The green, yellow and gold of Jamaica/reggae/ganja is everywhere. The music is calypso and reggae. The food is Caribbean influenced, with jerk chicken, lots of coconut being used in dishes, and creole. The language has a Jamaican lilt and a Spanish cum English patois is spoken
The coolest part, though, is the rain forest, which comes right up to the beach in parts, and has thousands of protected acres north and south of the town, including where I stared. The protected rainforest and animal preserve starts a couple of kilometers south of town down the potholed, unpaved, axle-breaking (I saw one such car) road. I was told that many of the people who live south of town like the hindrance the "road" provides because it keeps the area undeveloped and allows people to walk and bike it at night without worrying about speeding vehicles. In general, the people who lived and stayed in the "jungle lodges" south of town were the tree huggers. (The partiers, backpackers, and college vacation kids stayed in town.) I stayed at the Miraflores Jungle Lodge about 5 kilometers south of town and inside the preserve. The place is very rustic, with its few buildings barely visible from just feet away because the forest is so lush. some of the walls are more like suggestions of walls, instead consisting of drapes and bamboo curtains. In essence, the rooms (and shower) are open to the jungle. for example, I had a hummingbird in my room one morning and geckos to numerous to count. Accordingly, the beds have mosquito netting for the bed.
And, starting at around 5:15 a.m., the cacophony begins
As an aside, though, the eco-friendly, recycled, for all I know organic so you can eat it, toilet paper sucks ass. Well, not quite, it barely even wipes ass it is so thin. I have to fold up about 10 sheets to get something thick enough that my finger won't poke through. Plus, it is brown. How can I tell when my ass is clean? In an unrelated thought, similar to the 2008 Chicken Little of global warming (article arguing that some 2008 events suggest global cooling) having replaced the Chicken Little of the 1970s of a New Ice Age (Wiki re scientists and mass media warning in the 1970s about global cooling), I was subjected to a discourse on banning plastic bags in New York, as San Francisco has done, but I executed the very difficult manuever (for me at least) called tact and did not remind the speakers how people just like them had concluded a mere 10 years ago that plastic was better than paper, see e.g
HAS HE (a cryogenically frozen man revived in 2173) ASKED FOR ANYTHING SPECIAL ?
YES, THIS MORNING FOR BREAKFAST.
HE REQUESTED SOMETHING CALLED WHEAT GERM, ORGANIC HONEY AND TIGER'S MILK.
[ Laughs ]
OH, YES. THOSE WERE THE CHARMED SUBSTANCES...THAT SOME YEARS AGO WERE FELT TO CONTAIN LIFE-PRESERVING PROPERTIES.

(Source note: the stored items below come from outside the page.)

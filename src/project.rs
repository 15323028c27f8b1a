use std::path::{Path, PathBuf};
use uuid::Uuid;

use crate::canvas::{Color, PixelBuffer};
use crate::components::history::{HistoryEntry, HistoryManager, StructuralAction};
use crate::error::DocumentError;
use crate::io;
use crate::log_info;
use crate::ops::draw::{self, Brush};
use crate::ops::path::Point;
use crate::settings::EditorSettings;

/// Single open document: the pixel buffer plus its session-local history.
pub struct Project {
    pub id: Uuid,
    pub canvas: PixelBuffer,
    pub history: HistoryManager,
    /// `None` for unsaved/untitled documents.
    pub path: Option<PathBuf>,
    pub is_dirty: bool,

    /// Display name (derived from path or "Untitled-X")
    pub name: String,
}

impl Project {
    pub fn new_untitled(untitled_counter: usize, width: u32, height: u32, settings: &EditorSettings) -> Self {
        Self {
            id: Uuid::new_v4(),
            canvas: PixelBuffer::new(width, height),
            history: settings.history_manager(),
            path: None,
            is_dirty: false,
            name: format!("Untitled-{}", untitled_counter),
        }
    }

    pub fn from_file(path: PathBuf, canvas: PixelBuffer, settings: &EditorSettings) -> Self {
        let name = file_display_name(&path);

        Self {
            id: Uuid::new_v4(),
            canvas,
            history: settings.history_manager(),
            path: Some(path),
            is_dirty: false,
            name,
        }
    }

    /// Open an image or `.pxe` document with an empty history.
    pub fn open(path: &Path, settings: &EditorSettings) -> Result<Self, DocumentError> {
        let canvas = io::load_image(path)?;
        Ok(Self::from_file(path.to_path_buf(), canvas, settings))
    }

    /// Write the canvas to `path` (PNG for `.png`, otherwise a `.pxe`
    /// document) and adopt it as the project's file.
    pub fn save_as(&mut self, path: &Path) -> Result<(), DocumentError> {
        let is_png = path
            .extension()
            .and_then(|e| e.to_str())
            .is_some_and(|e| e.eq_ignore_ascii_case("png"));
        if is_png {
            io::save_png(&self.canvas, path)?;
        } else {
            io::save_document(&self.canvas, path)?;
        }
        self.name = file_display_name(path);
        self.path = Some(path.to_path_buf());
        self.mark_clean();
        Ok(())
    }

    /// Swap in a freshly loaded or created buffer. History does not survive.
    pub fn reset(&mut self, canvas: PixelBuffer) {
        self.canvas = canvas;
        self.history.clear();
        self.is_dirty = false;
    }

    pub fn mark_dirty(&mut self) {
        self.is_dirty = true;
    }

    pub fn mark_clean(&mut self) {
        self.is_dirty = false;
    }

    /// Get the display title (name with dirty indicator)
    pub fn display_title(&self) -> String {
        if self.is_dirty {
            format!("{}*", self.name)
        } else {
            self.name.clone()
        }
    }

    // ------------------------------------------------------------------
    //  Edits
    // ------------------------------------------------------------------

    /// Paint a pointer trajectory as one undo step.
    pub fn stroke(&mut self, points: &[Point], brush: &Brush) -> usize {
        let changed = draw::draw_stroke(&mut self.canvas, &mut self.history, points, brush);
        if changed > 0 {
            self.mark_dirty();
        }
        changed
    }

    pub fn erase(&mut self, points: &[Point], size: u32, shape: crate::ops::brush::BrushShape) -> usize {
        self.stroke(points, &Brush::eraser(size, shape))
    }

    pub fn pixel(&self, x: i32, y: i32) -> Color {
        self.canvas
            .index_at(x, y)
            .map(|i| self.canvas.pixel(i))
            .unwrap_or(None)
    }

    /// Run a structural action and record it.
    pub fn perform(&mut self, action: Box<dyn StructuralAction>) {
        log_info!("{}: {}", self.name, action.label());
        action.redo(&mut self.canvas);
        self.history.push(HistoryEntry::Structural(action));
        self.mark_dirty();
    }

    /// Undo one step; returns its description.
    pub fn undo(&mut self) -> Option<String> {
        let entry = self.history.undo()?;
        entry.revert(&mut self.canvas);
        self.is_dirty = true;
        Some(entry.description())
    }

    /// Redo one step; returns its description.
    pub fn redo(&mut self) -> Option<String> {
        let entry = self.history.redo()?;
        entry.reapply(&mut self.canvas);
        self.is_dirty = true;
        Some(entry.description())
    }

    /// Undo `steps` entries (stops early when history runs out).
    pub fn undo_to(&mut self, steps: usize) -> usize {
        (0..steps).take_while(|_| self.undo().is_some()).count()
    }
}

fn file_display_name(path: &Path) -> String {
    path.file_name()
        .map(|s| s.to_string_lossy().to_string())
        .unwrap_or_else(|| "Unknown".to_string())
}

#[cfg(test)]
mod tests {
    use super::*;
    use crate::ops::brush::BrushShape;
    use crate::ops::transform::{BleachAction, ResizeAction};
    use image::Rgba;

    const INK: Color = Some(Rgba([200, 30, 30, 255]));
    const PAPER: Color = Some(Rgba([250, 250, 240, 255]));

    fn project() -> Project {
        Project::new_untitled(1, 6, 4, &EditorSettings::default())
    }

    #[test]
    fn untitled_project_is_clean_and_named() {
        let p = project();
        assert_eq!(p.display_title(), "Untitled-1");
        assert_eq!((p.canvas.width(), p.canvas.height()), (6, 4));
        assert!(!p.history.can_undo());
    }

    #[test]
    fn stroke_undo_redo_round_trip() {
        let mut p = project();
        let pts = [Point::new(0.0, 1.0), Point::new(5.0, 1.0)];
        p.stroke(&pts, &Brush::new(1, BrushShape::Square, INK));
        assert_eq!(p.display_title(), "Untitled-1*");
        assert_eq!(p.pixel(3, 1), INK);

        assert_eq!(p.undo(), Some("Brush (6 px)".to_string()));
        assert_eq!(p.pixel(3, 1), None);
        assert_eq!(p.redo(), Some("Brush (6 px)".to_string()));
        assert_eq!(p.pixel(3, 1), INK);
    }

    #[test]
    fn structural_and_pixel_edits_interleave() {
        let mut p = project();
        p.stroke(&[Point::new(5.0, 3.0)], &Brush::new(1, BrushShape::Square, INK));
        p.perform(Box::new(ResizeAction::new(&p.canvas, 3, 3)));
        assert_eq!(p.canvas.width(), 3);
        p.perform(Box::new(BleachAction::new(&p.canvas, None, PAPER)));
        assert_eq!(p.pixel(0, 0), PAPER);

        assert_eq!(p.undo_to(10), 3);
        assert_eq!((p.canvas.width(), p.canvas.height()), (6, 4));
        assert!(p.canvas.pixels().iter().all(Option::is_none));
        assert_eq!(p.history.redo_count(), 3);
    }

    #[test]
    fn reset_forgets_history() {
        let mut p = project();
        p.erase(&[Point::new(0.0, 0.0)], 1, BrushShape::Square);
        p.stroke(&[Point::new(0.0, 0.0)], &Brush::new(3, BrushShape::Circle, INK));
        assert!(p.history.can_undo());
        p.reset(PixelBuffer::new(2, 2));
        assert!(!p.history.can_undo());
        assert!(!p.is_dirty);
    }

    #[test]
    fn save_as_then_open_round_trips_the_canvas() {
        let dir = tempfile::tempdir().unwrap();
        let path = dir.path().join("sprite.pxe");
        let mut p = project();
        p.stroke(&[Point::new(1.0, 2.0), Point::new(4.0, 2.0)], &Brush::new(1, BrushShape::Square, INK));
        assert!(p.is_dirty);

        p.save_as(&path).unwrap();
        assert_eq!(p.display_title(), "sprite.pxe");
        assert_eq!(p.path.as_deref(), Some(path.as_path()));
        assert!(p.history.can_undo());

        let reopened = Project::open(&path, &EditorSettings::default()).unwrap();
        assert_eq!(reopened.canvas, p.canvas);
        assert_eq!(reopened.name, "sprite.pxe");
        assert!(!reopened.is_dirty);
        assert!(!reopened.history.can_undo());
        assert_ne!(reopened.id, p.id);
    }

    #[test]
    fn open_missing_file_fails() {
        let dir = tempfile::tempdir().unwrap();
        assert!(Project::open(&dir.path().join("nope.png"), &EditorSettings::default()).is_err());
    }
}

YOU MEAN THERE WAS NO DEEP FAT ?
NO STEAK OR CREAM PIES OR HOT FUDGE ?
THOSE WERE THOUGHT TO BE UNHEALTHY, PRECISELY THE OPPOSITE
OF WHAT WE NOW KNOW TO BE TRUE.
Returning to my exploits, or lack thereof, Puerto Viejo itself was slooooow. The summer high season doesn't start until July, and many establishments, restaurants, bars, etc. are not even open or were being renovated. I was the only guest at the lodge I stayed at. So I ate, drank, read and wandered, but have nothing particularly interesting to say about any of it. However, like the bars and restaurants, the beaches are deserted, if you like that, for planning your next vacation. Costa Rica is all about the eco-this and eco-that, and they do it well (and not having a military for 50 years in Latin America is amazing), even if I did not partake of much of it. And, with that, I am off to:
Bocas Del Toro archipelago, Panama
The green, yellow and gold of Jamaica/reggae/ganja is everywhere. The music is calypso and reggae. The food is Caribbean influenced, with jerk chicken, lots of coconut being used in dishes, and creole. The language has a Jamaican lilt and a Spanish cum English patois is spoken
Backpacker´s Hammock Hotel
. However, this is not quite the Caribbean. The beaches are brown (or black) sand, the water is rougher (hence its surf popularity) and there is more driftwood and dead coral right up to the beach. The coolest part, though, is the rain forest, which comes right up to the beach in parts, and has thousands of protected acres north and south of the town, including where I stared. The protected rainforest and animal preserve starts a couple of kilometers south of town down the potholed, unpaved, axle-breaking (I saw one such car) road. I was told that many of the people who live south of town like the hindrance the "road" provides because it keeps the area undeveloped and allows people to walk and bike it at night without worrying about speeding vehicles. In general, the people who lived and stayed in the "jungle lodges" south of town were the tree huggers. (The partiers, backpackers, and college vacation kids stayed in town.) I stayed at the Miraflores Jungle Lodge about 5 kilometers south of town and inside the preserve. The place is very rustic, with its few buildings barely visible from just feet away because the forest is so lush. some of the walls are more like suggestions of walls, instead consisting of drapes and bamboo curtains. In essence, the rooms (and shower) are open to the jungle. for example, I had a hummingbird in my room one morning and geckos to numerous to count. Accordingly, the beds have mosquito netting for the bed.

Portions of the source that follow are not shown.